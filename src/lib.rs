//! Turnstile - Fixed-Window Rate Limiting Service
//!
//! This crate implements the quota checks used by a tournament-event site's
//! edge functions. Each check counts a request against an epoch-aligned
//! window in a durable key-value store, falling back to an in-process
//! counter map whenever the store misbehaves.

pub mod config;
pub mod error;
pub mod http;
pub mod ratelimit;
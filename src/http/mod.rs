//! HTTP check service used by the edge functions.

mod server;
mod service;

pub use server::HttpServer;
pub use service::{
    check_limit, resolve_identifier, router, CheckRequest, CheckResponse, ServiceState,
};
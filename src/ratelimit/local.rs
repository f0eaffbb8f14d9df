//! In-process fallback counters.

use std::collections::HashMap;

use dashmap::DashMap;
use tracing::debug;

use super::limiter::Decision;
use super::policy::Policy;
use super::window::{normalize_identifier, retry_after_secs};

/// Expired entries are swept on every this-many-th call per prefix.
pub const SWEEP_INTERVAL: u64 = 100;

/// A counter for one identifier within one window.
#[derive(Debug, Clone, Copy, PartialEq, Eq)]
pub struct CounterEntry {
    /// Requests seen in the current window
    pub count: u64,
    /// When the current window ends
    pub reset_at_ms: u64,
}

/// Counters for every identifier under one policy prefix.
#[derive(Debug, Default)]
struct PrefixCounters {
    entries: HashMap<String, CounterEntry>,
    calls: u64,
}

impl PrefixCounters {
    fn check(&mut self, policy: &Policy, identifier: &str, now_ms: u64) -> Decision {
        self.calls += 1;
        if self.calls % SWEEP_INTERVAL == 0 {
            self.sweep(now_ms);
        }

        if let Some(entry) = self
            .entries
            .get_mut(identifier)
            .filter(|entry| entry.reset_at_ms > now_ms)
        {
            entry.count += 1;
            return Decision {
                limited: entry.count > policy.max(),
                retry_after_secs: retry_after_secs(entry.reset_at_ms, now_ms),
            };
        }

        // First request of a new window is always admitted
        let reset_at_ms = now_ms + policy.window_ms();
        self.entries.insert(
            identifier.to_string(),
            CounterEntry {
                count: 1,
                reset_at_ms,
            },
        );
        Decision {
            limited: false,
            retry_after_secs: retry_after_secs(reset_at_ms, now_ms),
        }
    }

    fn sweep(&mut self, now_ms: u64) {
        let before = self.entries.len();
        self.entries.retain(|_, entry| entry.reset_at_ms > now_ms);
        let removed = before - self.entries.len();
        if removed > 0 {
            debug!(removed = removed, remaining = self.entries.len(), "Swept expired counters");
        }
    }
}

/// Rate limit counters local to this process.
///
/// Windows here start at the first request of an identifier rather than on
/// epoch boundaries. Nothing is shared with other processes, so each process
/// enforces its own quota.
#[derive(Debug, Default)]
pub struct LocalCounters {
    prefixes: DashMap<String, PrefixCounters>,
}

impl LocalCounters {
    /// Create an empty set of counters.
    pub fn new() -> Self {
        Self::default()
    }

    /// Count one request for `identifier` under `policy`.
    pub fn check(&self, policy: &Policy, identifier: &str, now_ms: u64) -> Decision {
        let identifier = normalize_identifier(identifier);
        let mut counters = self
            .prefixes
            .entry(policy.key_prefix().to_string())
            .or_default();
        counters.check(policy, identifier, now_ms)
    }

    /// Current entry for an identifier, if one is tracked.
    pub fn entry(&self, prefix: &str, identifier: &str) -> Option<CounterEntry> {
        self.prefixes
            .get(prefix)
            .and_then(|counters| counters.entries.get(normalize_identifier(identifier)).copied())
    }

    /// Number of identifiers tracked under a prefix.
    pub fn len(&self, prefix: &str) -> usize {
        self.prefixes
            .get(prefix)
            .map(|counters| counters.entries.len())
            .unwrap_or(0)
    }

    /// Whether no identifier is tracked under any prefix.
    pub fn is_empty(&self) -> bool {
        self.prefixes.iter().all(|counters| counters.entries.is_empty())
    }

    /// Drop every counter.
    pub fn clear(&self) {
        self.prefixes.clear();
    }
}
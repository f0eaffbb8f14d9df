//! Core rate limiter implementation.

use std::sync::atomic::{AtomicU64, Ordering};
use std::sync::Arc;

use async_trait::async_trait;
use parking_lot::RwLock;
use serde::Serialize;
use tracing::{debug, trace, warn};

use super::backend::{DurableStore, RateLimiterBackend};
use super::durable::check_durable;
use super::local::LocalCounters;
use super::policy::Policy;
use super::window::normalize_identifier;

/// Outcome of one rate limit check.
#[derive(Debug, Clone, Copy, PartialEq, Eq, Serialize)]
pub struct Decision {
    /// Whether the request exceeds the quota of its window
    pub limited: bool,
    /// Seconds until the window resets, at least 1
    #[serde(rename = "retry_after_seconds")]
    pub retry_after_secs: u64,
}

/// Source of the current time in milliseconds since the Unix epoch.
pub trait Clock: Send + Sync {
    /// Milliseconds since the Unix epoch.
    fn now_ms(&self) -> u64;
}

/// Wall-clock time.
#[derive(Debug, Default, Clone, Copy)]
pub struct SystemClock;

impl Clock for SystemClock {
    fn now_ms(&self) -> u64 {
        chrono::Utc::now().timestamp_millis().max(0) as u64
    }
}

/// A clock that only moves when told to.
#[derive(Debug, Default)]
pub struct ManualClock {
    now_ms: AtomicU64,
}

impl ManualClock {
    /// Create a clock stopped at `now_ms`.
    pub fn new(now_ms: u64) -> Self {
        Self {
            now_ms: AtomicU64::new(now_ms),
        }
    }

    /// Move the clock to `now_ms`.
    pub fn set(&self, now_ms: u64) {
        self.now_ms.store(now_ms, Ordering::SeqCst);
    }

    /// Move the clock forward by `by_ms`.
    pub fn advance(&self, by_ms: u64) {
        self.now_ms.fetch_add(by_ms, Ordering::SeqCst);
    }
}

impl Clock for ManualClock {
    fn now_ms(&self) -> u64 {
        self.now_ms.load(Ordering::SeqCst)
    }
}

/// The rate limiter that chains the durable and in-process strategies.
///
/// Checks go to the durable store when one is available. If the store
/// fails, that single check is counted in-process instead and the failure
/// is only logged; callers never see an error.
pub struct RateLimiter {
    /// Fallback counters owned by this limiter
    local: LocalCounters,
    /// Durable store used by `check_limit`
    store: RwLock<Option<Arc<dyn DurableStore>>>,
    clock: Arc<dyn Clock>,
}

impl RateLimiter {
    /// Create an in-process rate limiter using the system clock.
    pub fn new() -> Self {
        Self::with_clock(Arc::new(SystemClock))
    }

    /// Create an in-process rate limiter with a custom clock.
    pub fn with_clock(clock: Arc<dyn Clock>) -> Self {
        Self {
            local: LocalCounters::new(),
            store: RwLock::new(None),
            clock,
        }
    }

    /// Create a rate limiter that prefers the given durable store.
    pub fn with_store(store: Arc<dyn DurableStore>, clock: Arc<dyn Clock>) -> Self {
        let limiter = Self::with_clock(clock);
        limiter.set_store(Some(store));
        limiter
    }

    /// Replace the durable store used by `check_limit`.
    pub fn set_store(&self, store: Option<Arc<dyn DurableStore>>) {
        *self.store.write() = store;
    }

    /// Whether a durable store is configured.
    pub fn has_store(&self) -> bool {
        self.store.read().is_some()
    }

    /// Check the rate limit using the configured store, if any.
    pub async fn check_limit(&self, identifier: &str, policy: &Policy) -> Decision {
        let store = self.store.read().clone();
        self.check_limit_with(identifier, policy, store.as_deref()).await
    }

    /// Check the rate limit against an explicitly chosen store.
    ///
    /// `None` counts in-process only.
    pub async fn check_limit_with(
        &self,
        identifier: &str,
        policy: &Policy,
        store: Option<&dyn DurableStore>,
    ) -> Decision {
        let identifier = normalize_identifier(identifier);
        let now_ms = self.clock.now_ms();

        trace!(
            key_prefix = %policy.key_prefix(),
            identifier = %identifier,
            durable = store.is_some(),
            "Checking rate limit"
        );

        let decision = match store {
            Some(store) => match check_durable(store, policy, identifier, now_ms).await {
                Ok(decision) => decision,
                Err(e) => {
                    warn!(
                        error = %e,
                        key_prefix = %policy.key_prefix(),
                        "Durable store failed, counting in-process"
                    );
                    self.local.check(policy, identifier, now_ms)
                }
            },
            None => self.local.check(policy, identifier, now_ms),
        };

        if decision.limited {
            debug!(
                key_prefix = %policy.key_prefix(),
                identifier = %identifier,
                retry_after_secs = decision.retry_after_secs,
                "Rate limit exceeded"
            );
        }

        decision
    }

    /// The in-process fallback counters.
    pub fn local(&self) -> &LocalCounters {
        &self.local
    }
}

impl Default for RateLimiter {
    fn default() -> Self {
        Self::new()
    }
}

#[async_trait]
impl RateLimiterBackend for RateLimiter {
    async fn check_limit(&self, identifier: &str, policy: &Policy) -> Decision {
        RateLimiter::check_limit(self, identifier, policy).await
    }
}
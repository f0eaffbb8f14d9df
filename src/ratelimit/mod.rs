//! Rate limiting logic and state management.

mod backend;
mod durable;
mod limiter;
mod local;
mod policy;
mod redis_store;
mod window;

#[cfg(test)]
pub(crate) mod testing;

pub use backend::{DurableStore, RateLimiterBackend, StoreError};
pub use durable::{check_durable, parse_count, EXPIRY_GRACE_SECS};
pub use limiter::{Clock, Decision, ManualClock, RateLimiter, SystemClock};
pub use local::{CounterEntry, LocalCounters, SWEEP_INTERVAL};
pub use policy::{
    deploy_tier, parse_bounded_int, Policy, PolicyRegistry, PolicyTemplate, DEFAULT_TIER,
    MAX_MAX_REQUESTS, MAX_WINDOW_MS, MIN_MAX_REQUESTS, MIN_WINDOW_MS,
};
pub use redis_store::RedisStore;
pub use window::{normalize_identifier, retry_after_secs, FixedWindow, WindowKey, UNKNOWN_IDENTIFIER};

* * *

Output exactly one stretch of the listing: from the line containing "and the failure" through the line containing "given durable store.", both end lines included.

* _Answer to this task_:
/// fails, that single check is counted in-process instead and the failure
/// is only logged; callers never see an error.
pub struct RateLimiter {
    /// Fallback counters owned by this limiter
    local: LocalCounters,
    /// Durable store used by `check_limit`
    store: RwLock<Option<Arc<dyn DurableStore>>>,
    clock: Arc<dyn Clock>,
}

impl RateLimiter {
    /// Create an in-process rate limiter using the system clock.
    pub fn new() -> Self {
        Self::with_clock(Arc::new(SystemClock))
    }

    /// Create an in-process rate limiter with a custom clock.
    pub fn with_clock(clock: Arc<dyn Clock>) -> Self {
        Self {
            local: LocalCounters::new(),
            store: RwLock::new(None),
            clock,
        }
    }

    /// Create a rate limiter that prefers the given durable store.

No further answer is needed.